Edward, now nine, stayed in the Neonatal Intensive Care Unit (NICU) after he was born.
Tatyana remembered: “Once it was time for us to leave the hospital, and this is after my son has been in the NICU, he couldn’t pee on his own for a long time, for about five or six days.
“And when they realised that – actually, it was a paediatric urologist who was the only one who came to my side and said, ‘I saw what happened during your birth, the things that resulted in this emergency C-section.’
“And she said, ‘I think the traumatic nature of his birth is what is causing this.’ And that was the only person in the whole hospital who mentioned what happened.”
The Sesame Street alum added: “When we left the hospital in the middle of the night. As soon as we got the go, I think it was like past midnight, we ran away.”
The nightmare ordeal has made Tatyana raise awareness of it because the experience is “very commonplace”.

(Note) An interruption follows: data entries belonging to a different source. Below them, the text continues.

use std::cmp::Ordering;
use std::rc::Rc;

use crate::cmp::InternalKeyCmp;
use crate::error::Result;
use crate::key_types::{parse_internal_key, InternalKey, LookupKey, UserKey};
use crate::table::TableIterator;
use crate::types::{FileNum, LdbIterator, Shared, ValueType, MAX_SEQUENCE_NUMBER, NUM_LEVELS};
use crate::{cmp::Cmp, table_cache::TableCache, types::FileMetaData};

/// FileMetaHandle is a reference-counted FileMetaData object with interior mutability. This is
/// necessary to provide a shared metadata container that can be modified (its `allowed_seeks`
/// budget is decremented on every lookup that passes through it) while referenced by several
/// `Version`s at once.
pub type FileMetaHandle = Shared<FileMetaData>;

/// Bookkeeping passed back from a successful `Version::get`, used to feed `update_stats` the
/// seek-compaction heuristic: the first file examined below the one that actually held the key.
pub struct GetStats {
    pub file: Option<FileMetaHandle>,
    pub level: usize,
}

/// An immutable, refcounted catalogue of the sorted table files making up a database at one
/// point in time: `files[0]` may overlap arbitrarily (it is the flush target); `files[1..]` are
/// each internally sorted and non-overlapping, so a binary search locates the (at most one) file
/// on that level that can contain a given key.
pub struct Version {
    table_cache: Shared<TableCache>,
    user_cmp: Rc<Box<dyn Cmp>>,
    pub files: [Vec<FileMetaHandle>; NUM_LEVELS],

    pub file_to_compact: Option<FileMetaHandle>,
    pub file_to_compact_lvl: usize,
    pub compaction_score: Option<f64>,
    pub compaction_level: Option<usize>,
}

impl Version {
    pub fn new(cache: Shared<TableCache>, ucmp: Rc<Box<dyn Cmp>>) -> Version {
        Version {
            table_cache: cache,
            user_cmp: ucmp,
            files: Default::default(),
            file_to_compact: None,
            file_to_compact_lvl: 0,
            compaction_score: None,
            compaction_level: None,
        }
    }

    /// Returns the value for `key`, searching the levels from newest (L0) to oldest. Internally
    /// consults `get_overlapping` for the per-level candidate set, then walks every candidate in
    /// order (within L0, newest file first), stopping at the first whose table contains an entry
    /// with a matching user key. Every probe beyond the very first one charges the previously
    /// probed file into `stats.file`, the seek-compaction bookkeeping `update_stats` consumes.
    pub fn get(&self, key: &LookupKey) -> Result<Option<(Vec<u8>, GetStats)>> {
        let levels = self.get_overlapping(key);
        let ikey = key.internal_key();
        let mut stats = GetStats {
            file: None,
            level: 0,
        };
        let mut last_read: Option<FileMetaHandle> = None;
        let mut last_read_level: usize = 0;

        for (level, files) in levels.iter().enumerate() {
            for f in files.iter() {
                if last_read.is_some() && stats.file.is_none() {
                    stats.file = last_read.clone();
                    stats.level = last_read_level;
                }
                last_read = Some(f.clone());
                last_read_level = level;

                // We receive both key and value from the table. Because we're using InternalKey
                // keys, we now need to check whether the found entry's user key is equal to the
                // one we're looking for (get() just returns the next-bigger key). A deletion
                // marker is the newest entry for this key, so it shadows anything in a lower
                // level: the lookup is done, successfully, with no value.
                if let Ok(Some((k, v))) = self.table_cache.borrow_mut().get(f.borrow().num, ikey) {
                    let (typ, _, found_ukey) = parse_internal_key(&k);
                    if self.user_cmp.cmp(found_ukey, key.user_key()) == Ordering::Equal {
                        if typ == ValueType::TypeDeletion as u8 {
                            return Ok(None);
                        }
                        return Ok(Some((v, stats)));
                    }
                }
            }
        }
        Ok(None)
    }

    /// Returns the files in each level that might contain `key`'s user key: all of L0 whose
    /// range covers it, sorted newest-file-first, and at most one file per level beyond that.
    pub fn get_overlapping(&self, key: &LookupKey) -> [Vec<FileMetaHandle>; NUM_LEVELS] {
        let mut levels: [Vec<FileMetaHandle>; NUM_LEVELS] = Default::default();
        let ikey = key.internal_key();
        let ukey = key.user_key();

        let files = &self.files[0];
        levels[0].reserve(files.len());
        for f_ in files {
            let f = f_.borrow();
            let (fsmallest, flargest) = (
                parse_internal_key(&f.smallest).2,
                parse_internal_key(&f.largest).2,
            );
            if self.user_cmp.cmp(ukey, fsmallest) >= Ordering::Equal
                && self.user_cmp.cmp(ukey, flargest) <= Ordering::Equal
            {
                levels[0].push(f_.clone());
            }
        }
        // Newest file first: a key present in more than one L0 file must resolve to the entry in
        // the most recently flushed one, and file numbers are allocated in flush order.
        levels[0].sort_by(|a, b| b.borrow().num.cmp(&a.borrow().num));

        let icmp = InternalKeyCmp(self.user_cmp.clone());

        for (level, item) in levels.iter_mut().enumerate().take(NUM_LEVELS).skip(1) {
            let files = &self.files[level];
            let ix = find_file(&icmp, files, ikey);
            if ix < files.len() {
                let f = files[ix].borrow();
                let fsmallest = parse_internal_key(&f.smallest).2;
                if self.user_cmp.cmp(ukey, fsmallest) >= Ordering::Equal {
                    item.push(files[ix].clone());
                }
            }
        }

        levels
    }

    /// Returns a human-readable summary of the file/byte distribution across levels, written to
    /// the informational log after every version transition.
    pub fn level_summary(&self) -> String {
        let mut acc = String::with_capacity(256);
        for level in 0..NUM_LEVELS {
            let fs = &self.files[level];
            if fs.is_empty() {
                continue;
            }
            let filedesc: Vec<(FileNum, usize)> = fs
                .iter()
                .map(|f| (f.borrow().num, f.borrow().size))
                .collect();
            let desc = format!(
                "level {}: {} files, {} bytes ({:?}); ",
                level,
                fs.len(),
                total_size(fs.iter()),
                filedesc
            );
            acc.push_str(&desc);
        }
        acc
    }

    /// Records a read sample at `key`, simulating the cost of the seek that would have been
    /// needed had the first file examined not contained the answer. Returns true if this sample
    /// pushed some file's `allowed_seeks` budget to zero, marking it a compaction candidate.
    #[allow(unused_assignments)]
    pub fn record_read_sample(&mut self, key: &LookupKey) -> bool {
        let levels = self.get_overlapping(key);
        let mut contained_in = 0;
        let mut first_file = None;
        let mut first_file_level = None;
        for (i, level) in levels.iter().enumerate() {
            if let Some(f) = level.first() {
                if first_file.is_none() {
                    first_file = Some(f.clone());
                    first_file_level = Some(i);
                }
            }
            contained_in += level.len();
        }

        if contained_in > 1 {
            self.update_stats(GetStats {
                file: first_file,
                level: first_file_level.unwrap_or(0),
            })
        } else {
            false
        }
    }

    /// Charges one seek against `stats.file`'s budget, promoting it to `file_to_compact` once
    /// the budget is exhausted (unless a different file is already queued).
    fn update_stats(&mut self, stats: GetStats) -> bool {
        if let Some(file) = stats.file {
            {
                file.borrow_mut().allowed_seeks -= 1;
            }
            if file.borrow().allowed_seeks < 1 && self.file_to_compact.is_none() {
                self.file_to_compact = Some(file.clone());
                self.file_to_compact_lvl = stats.level;
                return true;
            }
        }
        false
    }

    /// Returns how many bytes of L(n+1) tables the most-overlapping single L(n) table touches,
    /// for the maximum case across all pairs of adjacent levels. Used to bound a level-0 → L1
    /// compaction's total input-growth.
    pub fn max_next_level_overlapping_bytes(&self) -> usize {
        let mut max = 0;
        for lvl in 1..NUM_LEVELS - 1 {
            for f in &self.files[lvl] {
                let f = f.borrow();
                let ols = self.overlapping_inputs(lvl + 1, &f.smallest, &f.largest);
                let sum = total_size(ols.iter());
                if sum > max {
                    max = sum;
                }
            }
        }
        max
    }

    /// Returns true if the given level's files overlap the user-key range [smallest; largest].
    pub fn overlap_in_level(&self, level: usize, smallest: &UserKey, largest: &UserKey) -> bool {
        assert!(level < NUM_LEVELS);
        if level == 0 {
            some_file_overlaps_range_disjoint(
                &InternalKeyCmp(self.user_cmp.clone()),
                &self.files[level],
                smallest,
                largest,
            )
        } else {
            some_file_overlaps_range(
                &InternalKeyCmp(self.user_cmp.clone()),
                &self.files[level],
                smallest,
                largest,
            )
        }
    }

    /// Returns all files on `level` that may contain keys in [begin; end]. For L0, whose files
    /// may overlap each other, a file found to extend past the requested range widens the range
    /// and restarts the scan, so the final result is closed under overlap.
    pub fn overlapping_inputs(
        &self,
        level: usize,
        begin: InternalKey,
        end: InternalKey,
    ) -> Vec<FileMetaHandle> {
        assert!(level < NUM_LEVELS);
        let (mut ubegin, mut uend) = (
            parse_internal_key(begin).2.to_vec(),
            parse_internal_key(end).2.to_vec(),
        );

        loop {
            match do_search(self, level, ubegin, uend) {
                (Some((newubegin, newuend)), _) => {
                    ubegin = newubegin;
                    uend = newuend;
                }
                (None, result) => return result,
            }
        }

        // The actual search happens in this inner function, split out to make the "range
        // widened, restart from scratch" control flow explicit at the call site.
        type SearchResult = (Option<(Vec<u8>, Vec<u8>)>, Vec<FileMetaHandle>);

        fn do_search(
            myself: &Version,
            level: usize,
            ubegin: Vec<u8>,
            uend: Vec<u8>,
        ) -> SearchResult {
            let mut inputs = vec![];
            for f_ in myself.files[level].iter() {
                let f = f_.borrow();
                let ((_, _, fsmallest), (_, _, flargest)) = (
                    parse_internal_key(&f.smallest),
                    parse_internal_key(&f.largest),
                );
                // Skip files that are not overlapping.
                if (!ubegin.is_empty() && myself.user_cmp.cmp(flargest, &ubegin) == Ordering::Less)
                    || (!uend.is_empty()
                        && myself.user_cmp.cmp(fsmallest, &uend) == Ordering::Greater)
                {
                    continue;
                } else {
                    inputs.push(f_.clone());
                    // In level 0, files may overlap each other. Check if the new file begins
                    // before ubegin or ends after uend, and expand the range, if so. Then,
                    // restart the search.
                    if level == 0 {
                        if !ubegin.is_empty()
                            && myself.user_cmp.cmp(fsmallest, &ubegin) == Ordering::Less
                        {
                            return (Some((fsmallest.to_vec(), uend)), inputs);
                        } else if !uend.is_empty()
                            && myself.user_cmp.cmp(flargest, &uend) == Ordering::Greater
                        {
                            return (Some((ubegin, flargest.to_vec())), inputs);
                        }
                    }
                }
            }
            (None, inputs)
        }
    }

    /// Returns an iterator over the files in a level. Only meaningful for levels > 0, whose
    /// files are disjoint and sorted, so concatenating their individual iterators yields the
    /// whole level in order.
    pub fn new_concat_iter(&self, level: usize) -> VersionIter {
        new_version_iter(
            self.files[level].clone(),
            self.table_cache.clone(),
            self.user_cmp.clone(),
        )
    }

    /// Returns one iterator per L0 file plus one concatenating iterator per non-empty level
    /// beyond L0 — the full set a `MergingIter` needs to read every entry in this version.
    pub fn new_iters(&self) -> Result<Vec<Box<dyn LdbIterator>>> {
        let mut iters: Vec<Box<dyn LdbIterator>> = vec![];
        for f in &self.files[0] {
            iters.push(Box::new(
                self.table_cache
                    .borrow_mut()
                    .get_table(f.borrow().num)?
                    .iter(),
            ));
        }

        for l in 1..NUM_LEVELS {
            if !self.files[l].is_empty() {
                iters.push(Box::new(self.new_concat_iter(l)));
            }
        }

        Ok(iters)
    }
}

She said: “It’s been happening for a very long time … black women are three to four times more likely to die in childbirth, and I think a lot of times people go, ‘Oh well, those are other health risks.’
“Yes, that’s in the mix of things, but there are incredible traumas that are also being experienced in the hospital when you’re a black woman, an indigenous person, giving birth, that the treatment is just totally different.”
And Tatyana feels a responsibility to use her experience to speak up for people whose voices are not being heard.
She said: “I’m supposed to say something because all the people I’m talking to, no one puts a mic in their face. It kind of just was like, ‘God, I’m going to take all the things you give me – the good and the bad – and do something with it.'”
In 2021, Tatyana told SheKnows that giving birth to her and Vaughn’s second son, Alejandro, via a C-section, was an “amazing experience” because “I had choices, there was somebody there who respected me, respected us as a family, got to know us as a family, guided us through everything”.